After washing and OD measurement of overnight liquid cultures, 2 × 5 ml cultures per biological replicate were prepared with fresh TSB media, 1 × 105 CFU ml−1S. aureus and 10 μg ml−1 erythromycin in 50 ml falcon tubes. One tube was used as control, in the second tube was added 40× MIC antibiotic concentration as above. Both tubes were then placed in an incubator at 37 °C and 220 rpm oval shaking. For each experiment, 4 biological replicates were prepared.

At the same time, a small aliquot of the control was serially diluted, with 2 dilutions, and plated on TSB-agar plates to determine the CFU counts at the start of the experiment.

After a defined period of antibiotic exposure, an aliquot of the antibiotic cultures was washed 3× in PBS and serially plated on TSB-agar plates, as above, to determine CFU counts after antibiotic exposure. The rest of the antibiotic cultures were kept in the incubator for at least another 24 hours to ensure no resistant mutants emerged.

Image analysis

A custom MATLAB script was written to perform the image analysis. The analysis pipeline is summarised here.

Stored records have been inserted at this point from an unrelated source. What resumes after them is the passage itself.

//! Threshold-crossing group assignment.
//!
//! Partitions a cumulative measure sequence into contiguous groups, one per
//! bar: a group closes at the first row where the cumulative measure, rebased
//! to the group's start, reaches the threshold.

use tickbars_types::{Result, TickbarsError};

/// Assigns a bar group id to every row of a cumulative measure sequence.
///
/// Single forward pass: a scalar `baseline` holds the cumulative value at the
/// last crossing, so each row costs O(1) instead of rebasing the whole
/// remaining column. A row whose rebased value reaches the threshold exactly
/// (`>=`, not `>`) closes the current group at that row. Rows after the final
/// crossing keep the current unfinished id, forming one trailing partial
/// group rather than being dropped.
///
/// The returned ids are non-decreasing, start at 0, and have no gaps.
///
/// # Errors
///
/// Returns [`TickbarsError::InvalidThreshold`] if the threshold is not a
/// positive, finite number, and [`TickbarsError::EmptyInput`] if the sequence
/// has no rows.
pub fn assign_groups(cumulative: &[f64], threshold: f64) -> Result<Vec<usize>> {
    if !threshold.is_finite() || threshold <= 0.0 {
        return Err(TickbarsError::InvalidThreshold(threshold));
    }
    if cumulative.is_empty() {
        return Err(TickbarsError::EmptyInput);
    }

    let mut groups = vec![0usize; cumulative.len()];
    let mut group = 0usize;
    let mut group_start = 0usize;
    let mut baseline = 0.0f64;

    for (i, &cum) in cumulative.iter().enumerate() {
        if cum - baseline >= threshold {
            // This row completes a bar: label the whole group and rebase so
            // the next group's accumulation restarts at zero.
            for id in &mut groups[group_start..=i] {
                *id = group;
            }
            baseline = cum;
            group += 1;
            group_start = i + 1;
        }
    }

    // Rows never closed by a crossing form the trailing partial group.
    for id in &mut groups[group_start..] {
        *id = group;
    }

    Ok(groups)
}
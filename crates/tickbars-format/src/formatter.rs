//! Output format abstraction.

use std::io::Write;

use thiserror::Error;
use tickbars_sample::Bar;
use tickbars_types::Tick;

/// Output format identifier.
#[derive(Debug, Clone, Copy, PartialEq, Eq, Hash, Default)]
pub enum OutputFormat {
    /// CSV format.
    #[default]
    Csv,
    /// JSON array format.
    Json,
    /// Newline-delimited JSON format.
    Ndjson,
}

impl OutputFormat {
    /// Returns the file extension for this format.
    #[must_use]
    pub const fn extension(&self) -> &'static str {
        match self {
            Self::Csv => "csv",
            Self::Json => "json",
            Self::Ndjson => "ndjson",
        }
    }

    /// Returns all available formats.
    #[must_use]
    pub const fn all() -> &'static [Self] {
        &[Self::Csv, Self::Json, Self::Ndjson]
    }
}

impl std::fmt::Display for OutputFormat {
    fn fmt(&self, f: &mut std::fmt::Formatter<'_>) -> std::fmt::Result {
        write!(f, "{}", self.extension())
    }
}

impl std::str::FromStr for OutputFormat {
    type Err = FormatError;

    fn from_str(s: &str) -> Result<Self, Self::Err> {
        match s.to_lowercase().as_str() {
            "csv" => Ok(Self::Csv),
            "json" => Ok(Self::Json),
            "ndjson" | "jsonl" => Ok(Self::Ndjson),
            _ => Err(FormatError::UnknownFormat(s.to_string())),
        }
    }
}

/// Errors that can occur during formatting.
#[derive(Error, Debug)]
pub enum FormatError {
    /// Unknown output format.
    #[error("Unknown format: {0}")]
    UnknownFormat(String),

    /// I/O error.
    #[error("I/O error: {0}")]
    Io(#[from] std::io::Error),

    /// JSON serialization error.
    #[error("JSON error: {0}")]
    Json(#[from] serde_json::Error),
}

/// Trait for output formatters.
pub trait Formatter: Send + Sync {
    /// Writes tick data to the output.
    ///
    /// # Errors
    ///
    /// Returns an error if writing fails.
    fn write_ticks<W: Write + Send>(&self, ticks: &[Tick], writer: W) -> Result<(), FormatError>;

    /// Writes sampled bars to the output.
    ///
    /// # Errors
    ///
    /// Returns an error if writing fails.
    fn write_bars<W: Write + Send>(&self, bars: &[Bar], writer: W) -> Result<(), FormatError>;

    /// Returns the file extension for this format.
    fn extension(&self) -> &str;
}
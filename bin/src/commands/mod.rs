//! CLI command implementations.

pub(crate) mod bar_types;
pub(crate) mod sample;
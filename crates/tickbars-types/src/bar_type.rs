//! Activity measure selection for bar sampling.

use serde::{Deserialize, Serialize};
use std::str::FromStr;

use crate::TickbarsError;

/// The activity measure whose cumulative sum triggers bar sampling.
#[derive(Debug, Clone, Copy, PartialEq, Eq, Hash, Serialize, Deserialize, Default)]
#[serde(rename_all = "lowercase")]
pub enum BarType {
    /// One unit per trade: bars close every N ticks.
    #[default]
    Tick,
    /// Traded volume: bars close every N units of volume.
    Volume,
    /// Traded dollar value (price * volume): bars close every N dollars.
    Dollar,
}

impl BarType {
    /// Returns the bar type as a string identifier.
    #[must_use]
    pub const fn as_str(&self) -> &'static str {
        match self {
            Self::Tick => "tick",
            Self::Volume => "volume",
            Self::Dollar => "dollar",
        }
    }

    /// Returns all supported bar types.
    #[must_use]
    pub const fn all() -> &'static [Self] {
        &[Self::Tick, Self::Volume, Self::Dollar]
    }

    /// Returns the per-tick measure value for this bar type.
    #[must_use]
    pub fn measure(&self, price: f64, volume: f64) -> f64 {
        match self {
            Self::Tick => 1.0,
            Self::Volume => volume,
            Self::Dollar => price * volume,
        }
    }
}

impl std::fmt::Display for BarType {
    fn fmt(&self, f: &mut std::fmt::Formatter<'_>) -> std::fmt::Result {
        write!(f, "{}", self.as_str())
    }
}

impl FromStr for BarType {
    type Err = TickbarsError;

    fn from_str(s: &str) -> Result<Self, Self::Err> {
        match s.to_lowercase().as_str() {
            "tick" | "ticks" => Ok(Self::Tick),
            "volume" | "vol" => Ok(Self::Volume),
            "dollar" | "dollars" => Ok(Self::Dollar),
            _ => Err(TickbarsError::UnsupportedBarType(s.to_string())),
        }
    }
}
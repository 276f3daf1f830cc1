//! Sample command implementation.
//!
//! Reads a tick CSV file, samples bars by the chosen activity measure, and
//! writes the bar series to the chosen output format.

use crate::display::{Format, write_bars};
use anyhow::{Context, Result};
use std::path::PathBuf;
use tickbars_lib::prelude::*;

/// Arguments for the sample command.
pub(crate) struct SampleArgs {
    pub(crate) input: PathBuf,
    pub(crate) bar_type: String,
    pub(crate) threshold: String,
    pub(crate) rounding: Option<i32>,
    pub(crate) ratio: Option<f64>,
    pub(crate) timestamp_col: String,
    pub(crate) price_col: String,
    pub(crate) volume_col: String,
    pub(crate) output: Option<PathBuf>,
    pub(crate) format: Format,
    pub(crate) quiet: bool,
}

/// Sample bars from a tick CSV file.
pub(crate) fn sample(args: SampleArgs) -> Result<()> {
    let bar_type: BarType = args.bar_type.parse()?;

    let threshold = parse_threshold(&args.threshold, args.rounding, args.ratio)?;

    let columns = ColumnSpec::new(&args.timestamp_col, &args.price_col, &args.volume_col);
    let ticks = TickReader::with_columns(columns)
        .read_path(&args.input)
        .with_context(|| format!("Failed to read ticks from {}", args.input.display()))?;

    let sampler = BarSampler::new(bar_type, threshold);
    let bars = sampler.sample(&ticks)?;

    // Determine output path (default to <input stem>_bars.<format>)
    let output = args.output.unwrap_or_else(|| {
        let stem = args
            .input
            .file_stem()
            .map_or_else(|| "ticks".to_string(), |s| s.to_string_lossy().into_owned());
        PathBuf::from(format!("{stem}_bars.{}", args.format.extension()))
    });

    write_bars(&bars, &output, args.format)
        .with_context(|| format!("Failed to write bars to {}", output.display()))?;

    if !args.quiet {
        println!(
            "Sampled {} {} bars from {} ticks -> {}",
            bars.len(),
            bar_type,
            ticks.len(),
            output.display()
        );
    }

    Ok(())
}

/// Parses the threshold option, applying auto-calibration overrides.
fn parse_threshold(
    threshold: &str,
    rounding: Option<i32>,
    ratio: Option<f64>,
) -> Result<Threshold> {
    let parsed: Threshold = threshold.parse()?;

    match parsed {
        Threshold::Auto(mut params) => {
            if let Some(rounding) = rounding {
                params.rounding = rounding;
            }
            if let Some(ratio) = ratio {
                anyhow::ensure!(ratio > 0.0, "--ratio must be positive, got {ratio}");
                params.ratio = ratio;
            }
            Ok(Threshold::Auto(params))
        }
        fixed => {
            anyhow::ensure!(
                rounding.is_none() && ratio.is_none(),
                "--rounding and --ratio only apply to auto thresholds"
            );
            Ok(fixed)
        }
    }
}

Fluorescence images were first background-subtracted on ImageJ using a Gaussian blurred image of the fluorescence profile taken on the day of the experiment, before being imported into MATLAB. Particle localisation was performed based on the Crocker and Grier algorithm51 to identify the centroid of all GFP-positive cells.

To identify growing bacteria, all background-subtracted images in the time-lapse were binarised using a fixed brightness threshold. The brightness threshold was defined such that single cells were not identified in the binarised image but were identified when they began growing as the colony became brighter. Circles were fitted to the growing bright ‘blobs’, which constituted growing colonies, and used to define the colony area and radius.

Linking colonies through time was performed as follows: 1) all images in the time-lapse were first registered based on the first frame in the timelapse to ensure all bacteria positions were in the same coordinate system. For this, we performed intensity-based image registration on the phase contrast images, which were taken concomitantly with the fluorescence images. 2) For the time update, all colony centroids and radii were identified in frame tn and tn+1 and a colony track was updated if a colony in tn+1 overlapped with one colony in tn. If no colonies in tn overlapped with those in tn+1, a new colony was defined (i.e. a new cell has started growing). If two colonies in tn overlapped with a colony in tn+1, the colonies merged. In this case, the tracking update was attributed to the larger of the two colonies, and the small colony was no longer updated.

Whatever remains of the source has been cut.